**Task statement**
From the listing below, reproduce word for word the part that opens with the line containing "Fashion-aware color names" and closes with the line containing "take a modifier."; reproduce nothing else.

**Material shown**

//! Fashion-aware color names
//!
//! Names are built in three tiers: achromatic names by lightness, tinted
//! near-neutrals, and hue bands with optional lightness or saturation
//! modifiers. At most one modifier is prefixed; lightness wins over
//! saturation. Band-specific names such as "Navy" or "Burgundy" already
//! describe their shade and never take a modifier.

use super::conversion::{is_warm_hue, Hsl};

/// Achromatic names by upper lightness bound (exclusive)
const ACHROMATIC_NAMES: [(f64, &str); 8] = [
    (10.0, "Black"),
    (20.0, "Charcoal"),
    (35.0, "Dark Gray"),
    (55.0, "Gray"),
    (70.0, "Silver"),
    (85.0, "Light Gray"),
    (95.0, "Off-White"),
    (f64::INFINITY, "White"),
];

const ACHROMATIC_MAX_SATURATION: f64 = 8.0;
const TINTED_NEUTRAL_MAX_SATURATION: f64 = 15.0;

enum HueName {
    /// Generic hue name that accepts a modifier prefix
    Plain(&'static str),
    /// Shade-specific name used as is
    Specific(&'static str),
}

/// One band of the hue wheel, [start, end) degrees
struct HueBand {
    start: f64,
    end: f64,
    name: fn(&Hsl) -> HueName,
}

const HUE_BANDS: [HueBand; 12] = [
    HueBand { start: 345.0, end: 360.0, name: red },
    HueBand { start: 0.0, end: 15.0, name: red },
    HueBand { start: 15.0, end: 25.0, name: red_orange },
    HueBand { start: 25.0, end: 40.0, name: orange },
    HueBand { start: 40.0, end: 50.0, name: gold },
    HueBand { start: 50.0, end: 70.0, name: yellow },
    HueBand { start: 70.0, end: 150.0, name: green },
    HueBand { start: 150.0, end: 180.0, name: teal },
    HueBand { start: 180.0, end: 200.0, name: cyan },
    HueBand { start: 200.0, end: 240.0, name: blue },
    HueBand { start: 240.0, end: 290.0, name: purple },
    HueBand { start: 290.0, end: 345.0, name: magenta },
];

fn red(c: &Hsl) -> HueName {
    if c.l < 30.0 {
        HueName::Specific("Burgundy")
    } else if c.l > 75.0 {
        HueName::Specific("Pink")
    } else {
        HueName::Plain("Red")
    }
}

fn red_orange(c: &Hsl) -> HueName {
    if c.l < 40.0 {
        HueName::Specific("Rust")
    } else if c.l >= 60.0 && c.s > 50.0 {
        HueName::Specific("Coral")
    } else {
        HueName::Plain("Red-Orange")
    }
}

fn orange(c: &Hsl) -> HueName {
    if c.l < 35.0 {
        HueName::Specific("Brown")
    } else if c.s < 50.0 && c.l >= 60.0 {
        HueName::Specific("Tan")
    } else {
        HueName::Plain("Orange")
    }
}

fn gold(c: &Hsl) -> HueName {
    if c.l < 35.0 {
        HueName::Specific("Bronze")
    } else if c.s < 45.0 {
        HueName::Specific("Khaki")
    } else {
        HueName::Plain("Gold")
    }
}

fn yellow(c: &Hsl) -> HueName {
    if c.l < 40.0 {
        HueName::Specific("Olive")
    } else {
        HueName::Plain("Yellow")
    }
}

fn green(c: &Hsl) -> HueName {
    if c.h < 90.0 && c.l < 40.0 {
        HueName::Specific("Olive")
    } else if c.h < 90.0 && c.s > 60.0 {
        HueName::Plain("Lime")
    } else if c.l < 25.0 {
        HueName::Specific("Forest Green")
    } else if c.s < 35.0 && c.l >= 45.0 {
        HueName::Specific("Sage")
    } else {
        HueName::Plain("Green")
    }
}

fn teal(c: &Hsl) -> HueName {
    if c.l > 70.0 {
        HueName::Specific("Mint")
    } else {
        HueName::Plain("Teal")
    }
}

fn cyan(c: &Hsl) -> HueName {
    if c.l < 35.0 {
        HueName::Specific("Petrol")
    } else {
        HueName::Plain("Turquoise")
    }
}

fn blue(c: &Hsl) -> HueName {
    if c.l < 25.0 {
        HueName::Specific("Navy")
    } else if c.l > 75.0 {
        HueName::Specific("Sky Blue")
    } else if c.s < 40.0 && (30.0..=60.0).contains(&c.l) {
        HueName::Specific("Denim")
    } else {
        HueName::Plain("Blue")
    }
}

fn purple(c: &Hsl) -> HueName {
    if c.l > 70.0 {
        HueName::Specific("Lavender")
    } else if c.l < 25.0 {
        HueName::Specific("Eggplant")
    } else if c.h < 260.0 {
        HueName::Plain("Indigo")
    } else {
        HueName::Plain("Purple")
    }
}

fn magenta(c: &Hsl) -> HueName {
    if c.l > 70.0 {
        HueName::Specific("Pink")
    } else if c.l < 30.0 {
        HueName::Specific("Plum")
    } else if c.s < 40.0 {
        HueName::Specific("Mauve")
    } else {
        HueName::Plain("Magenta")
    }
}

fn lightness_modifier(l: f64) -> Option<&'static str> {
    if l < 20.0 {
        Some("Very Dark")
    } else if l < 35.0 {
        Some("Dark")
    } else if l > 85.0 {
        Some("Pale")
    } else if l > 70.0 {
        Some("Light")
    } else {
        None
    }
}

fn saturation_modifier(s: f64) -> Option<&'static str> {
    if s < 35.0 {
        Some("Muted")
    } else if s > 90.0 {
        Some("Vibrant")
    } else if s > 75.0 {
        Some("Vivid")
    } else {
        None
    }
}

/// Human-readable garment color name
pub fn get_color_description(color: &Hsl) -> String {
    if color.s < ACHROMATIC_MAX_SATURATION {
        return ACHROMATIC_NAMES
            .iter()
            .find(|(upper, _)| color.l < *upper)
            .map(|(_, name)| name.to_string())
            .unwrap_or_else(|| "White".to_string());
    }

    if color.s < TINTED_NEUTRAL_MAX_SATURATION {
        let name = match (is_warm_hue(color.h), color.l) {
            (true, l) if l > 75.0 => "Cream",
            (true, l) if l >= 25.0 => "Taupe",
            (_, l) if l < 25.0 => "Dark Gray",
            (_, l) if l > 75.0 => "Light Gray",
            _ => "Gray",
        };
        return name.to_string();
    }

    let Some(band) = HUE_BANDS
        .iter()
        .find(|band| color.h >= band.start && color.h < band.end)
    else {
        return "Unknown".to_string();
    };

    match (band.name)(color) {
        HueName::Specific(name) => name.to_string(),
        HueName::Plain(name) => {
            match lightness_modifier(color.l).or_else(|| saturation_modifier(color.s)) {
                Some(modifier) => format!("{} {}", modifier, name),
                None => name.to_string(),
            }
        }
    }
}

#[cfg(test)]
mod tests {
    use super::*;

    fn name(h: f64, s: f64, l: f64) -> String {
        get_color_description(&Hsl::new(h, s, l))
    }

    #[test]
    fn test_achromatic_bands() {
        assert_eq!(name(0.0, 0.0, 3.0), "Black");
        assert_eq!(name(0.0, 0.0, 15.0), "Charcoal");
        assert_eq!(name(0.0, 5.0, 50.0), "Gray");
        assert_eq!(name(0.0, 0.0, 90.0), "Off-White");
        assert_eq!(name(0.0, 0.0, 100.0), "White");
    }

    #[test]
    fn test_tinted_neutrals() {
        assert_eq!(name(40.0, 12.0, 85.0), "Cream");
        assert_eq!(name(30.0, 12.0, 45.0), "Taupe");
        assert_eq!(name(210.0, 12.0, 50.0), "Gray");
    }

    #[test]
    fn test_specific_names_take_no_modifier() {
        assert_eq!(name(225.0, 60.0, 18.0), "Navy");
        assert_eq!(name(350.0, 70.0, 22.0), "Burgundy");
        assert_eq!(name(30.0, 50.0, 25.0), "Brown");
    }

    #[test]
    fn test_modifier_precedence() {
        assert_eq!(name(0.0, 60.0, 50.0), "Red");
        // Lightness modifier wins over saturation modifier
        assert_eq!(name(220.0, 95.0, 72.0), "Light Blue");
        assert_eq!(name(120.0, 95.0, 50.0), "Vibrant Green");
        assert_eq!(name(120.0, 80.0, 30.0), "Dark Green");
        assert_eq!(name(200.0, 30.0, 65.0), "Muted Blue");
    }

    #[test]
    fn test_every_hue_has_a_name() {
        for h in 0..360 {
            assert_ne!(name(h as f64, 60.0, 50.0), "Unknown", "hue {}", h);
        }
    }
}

==

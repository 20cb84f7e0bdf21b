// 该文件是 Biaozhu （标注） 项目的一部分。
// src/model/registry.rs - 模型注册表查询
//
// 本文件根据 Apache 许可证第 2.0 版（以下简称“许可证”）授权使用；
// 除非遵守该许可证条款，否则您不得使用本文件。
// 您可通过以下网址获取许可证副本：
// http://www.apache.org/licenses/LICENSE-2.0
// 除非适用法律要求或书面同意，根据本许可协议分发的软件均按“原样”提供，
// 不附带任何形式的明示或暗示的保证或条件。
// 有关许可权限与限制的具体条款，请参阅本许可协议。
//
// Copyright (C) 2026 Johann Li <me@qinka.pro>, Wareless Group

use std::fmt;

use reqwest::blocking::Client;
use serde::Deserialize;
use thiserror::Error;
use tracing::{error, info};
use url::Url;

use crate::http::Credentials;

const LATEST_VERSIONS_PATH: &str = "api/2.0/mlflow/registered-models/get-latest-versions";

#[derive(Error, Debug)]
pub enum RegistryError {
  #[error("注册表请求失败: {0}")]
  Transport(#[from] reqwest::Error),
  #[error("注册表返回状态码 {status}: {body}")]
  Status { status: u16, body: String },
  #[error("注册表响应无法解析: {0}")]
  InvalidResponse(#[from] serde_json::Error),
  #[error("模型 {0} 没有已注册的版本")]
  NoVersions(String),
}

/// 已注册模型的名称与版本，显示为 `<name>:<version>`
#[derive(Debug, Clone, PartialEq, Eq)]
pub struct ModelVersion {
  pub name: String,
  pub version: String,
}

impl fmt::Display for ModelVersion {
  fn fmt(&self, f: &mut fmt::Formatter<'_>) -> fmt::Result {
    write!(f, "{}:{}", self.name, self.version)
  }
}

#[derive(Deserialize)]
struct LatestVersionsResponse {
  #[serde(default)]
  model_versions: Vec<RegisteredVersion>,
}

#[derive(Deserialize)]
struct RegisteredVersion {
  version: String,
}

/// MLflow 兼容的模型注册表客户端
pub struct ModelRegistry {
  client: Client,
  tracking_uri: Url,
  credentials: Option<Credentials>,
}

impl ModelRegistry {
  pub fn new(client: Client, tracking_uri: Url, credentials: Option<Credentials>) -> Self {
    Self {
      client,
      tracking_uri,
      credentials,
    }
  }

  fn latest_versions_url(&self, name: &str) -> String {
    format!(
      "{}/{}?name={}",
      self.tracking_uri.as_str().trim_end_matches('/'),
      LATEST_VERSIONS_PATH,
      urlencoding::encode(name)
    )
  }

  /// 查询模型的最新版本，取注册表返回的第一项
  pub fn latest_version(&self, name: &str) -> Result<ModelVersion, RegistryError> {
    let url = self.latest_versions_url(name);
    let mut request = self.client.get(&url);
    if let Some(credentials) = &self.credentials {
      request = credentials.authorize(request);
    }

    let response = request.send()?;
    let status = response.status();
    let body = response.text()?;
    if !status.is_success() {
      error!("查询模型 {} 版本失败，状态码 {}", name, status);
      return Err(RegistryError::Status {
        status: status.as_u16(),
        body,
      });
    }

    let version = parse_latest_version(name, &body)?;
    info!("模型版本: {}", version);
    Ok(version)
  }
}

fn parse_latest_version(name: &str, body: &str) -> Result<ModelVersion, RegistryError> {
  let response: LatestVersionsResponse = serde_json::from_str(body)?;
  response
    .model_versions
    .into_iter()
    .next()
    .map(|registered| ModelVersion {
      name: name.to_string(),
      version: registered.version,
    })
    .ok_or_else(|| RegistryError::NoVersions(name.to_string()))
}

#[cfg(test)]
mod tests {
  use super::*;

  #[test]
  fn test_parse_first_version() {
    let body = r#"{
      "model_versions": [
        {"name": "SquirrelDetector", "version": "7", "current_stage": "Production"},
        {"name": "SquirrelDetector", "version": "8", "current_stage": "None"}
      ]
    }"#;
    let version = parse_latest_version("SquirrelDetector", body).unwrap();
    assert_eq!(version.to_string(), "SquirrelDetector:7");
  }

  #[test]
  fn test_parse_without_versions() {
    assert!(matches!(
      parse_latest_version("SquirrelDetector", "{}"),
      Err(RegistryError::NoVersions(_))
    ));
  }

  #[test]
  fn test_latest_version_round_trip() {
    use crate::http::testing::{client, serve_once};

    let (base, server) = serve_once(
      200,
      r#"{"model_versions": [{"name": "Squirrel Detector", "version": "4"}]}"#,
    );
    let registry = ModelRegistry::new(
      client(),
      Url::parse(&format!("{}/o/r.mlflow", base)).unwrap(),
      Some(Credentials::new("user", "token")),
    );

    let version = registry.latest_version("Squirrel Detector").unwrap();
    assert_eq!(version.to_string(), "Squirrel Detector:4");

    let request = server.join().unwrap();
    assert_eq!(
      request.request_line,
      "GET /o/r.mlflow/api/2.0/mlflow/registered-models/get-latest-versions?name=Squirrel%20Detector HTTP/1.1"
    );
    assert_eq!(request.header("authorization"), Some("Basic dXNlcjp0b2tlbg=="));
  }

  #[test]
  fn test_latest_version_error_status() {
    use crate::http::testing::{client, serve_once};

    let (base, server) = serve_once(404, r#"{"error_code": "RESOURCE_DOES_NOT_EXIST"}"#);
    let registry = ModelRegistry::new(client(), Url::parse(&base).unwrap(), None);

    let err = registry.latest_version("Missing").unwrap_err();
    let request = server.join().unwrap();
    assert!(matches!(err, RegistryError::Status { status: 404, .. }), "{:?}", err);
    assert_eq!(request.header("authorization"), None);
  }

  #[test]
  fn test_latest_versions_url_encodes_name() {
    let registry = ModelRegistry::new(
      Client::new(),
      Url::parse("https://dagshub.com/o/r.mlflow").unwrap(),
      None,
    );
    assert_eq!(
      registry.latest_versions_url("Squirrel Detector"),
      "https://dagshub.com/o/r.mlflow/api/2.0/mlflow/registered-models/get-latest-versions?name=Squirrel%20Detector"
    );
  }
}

**Answer box**
//! Fashion-aware color names
//!
//! Names are built in three tiers: achromatic names by lightness, tinted
//! near-neutrals, and hue bands with optional lightness or saturation
//! modifiers. At most one modifier is prefixed; lightness wins over
//! saturation. Band-specific names such as "Navy" or "Burgundy" already
//! describe their shade and never take a modifier.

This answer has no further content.